What you need to do: Every line of the material below must be repeated exactly.

··········

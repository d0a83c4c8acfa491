//! FILENAME: core/solver/src/lib.rs
//! PURPOSE: Library root for the dense linear system solver.
//! CONTEXT: Solves A·x = b for small square systems (the calculator's 2 and 3
//! variable forms, and systems extracted from equation text). A singular
//! system is an ordinary result (`SolverError::Singular`), not a failure of
//! the caller.

pub mod error;
pub mod gaussian;

pub use error::SolverError;
pub use gaussian::{
    determinant, determinant_with, solve, solve_with, LinearSystem, Tolerances,
};
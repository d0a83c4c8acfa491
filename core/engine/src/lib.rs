//! FILENAME: core/engine/src/lib.rs
//! PURPOSE: Main library entry point for the calculator state engine.
//! CONTEXT: Re-exports public types and modules for use by other crates.
//!
//! PIPELINE: Key token --> Event --> transition(State, Event) --> State --> Snapshot

pub mod calculator;
pub mod event;
pub mod functions;
pub mod number_format;
pub mod random;
pub mod state;

// Re-export commonly used types at the crate root
pub use calculator::{Calculator, Snapshot};
pub use event::{AdvancedOp, BinaryOp, ControlOp, Event, EventError, Function, MemoryOp};
pub use number_format::{format_display, parse_display, ERROR_SENTINEL, INFINITY_SENTINEL};
pub use random::{FastRandom, RandomSource, SequenceRandom};
pub use state::{transition, AngleMode, CalculatorState, Pending, MAX_INPUT_LEN};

··········

Task output:
repository d0a83c4c8acfa491
//! FILENAME: core/solver/src/lib.rs
//! PURPOSE: Library root for the dense linear system solver.
//! CONTEXT: Solves A·x = b for small square systems (the calculator's 2 and 3
//! variable forms, and systems extracted from equation text). A singular
//! system is an ordinary result (`SolverError::Singular`), not a failure of
//! the caller.

pub mod error;
pub mod gaussian;

pub use error::SolverError;
pub use gaussian::{
    determinant, determinant_with, solve, solve_with, LinearSystem, Tolerances,
};
repository d0a83c4c8acfa491
filename core/engine/src/lib.rs
//! FILENAME: core/engine/src/lib.rs
//! PURPOSE: Main library entry point for the calculator state engine.
//! CONTEXT: Re-exports public types and modules for use by other crates.
//!
//! PIPELINE: Key token --> Event --> transition(State, Event) --> State --> Snapshot

pub mod calculator;
pub mod event;
pub mod functions;
pub mod number_format;
pub mod random;
pub mod state;

// Re-export commonly used types at the crate root
pub use calculator::{Calculator, Snapshot};
pub use event::{AdvancedOp, BinaryOp, ControlOp, Event, EventError, Function, MemoryOp};
pub use number_format::{format_display, parse_display, ERROR_SENTINEL, INFINITY_SENTINEL};
pub use random::{FastRandom, RandomSource, SequenceRandom};
pub use state::{transition, AngleMode, CalculatorState, Pending, MAX_INPUT_LEN};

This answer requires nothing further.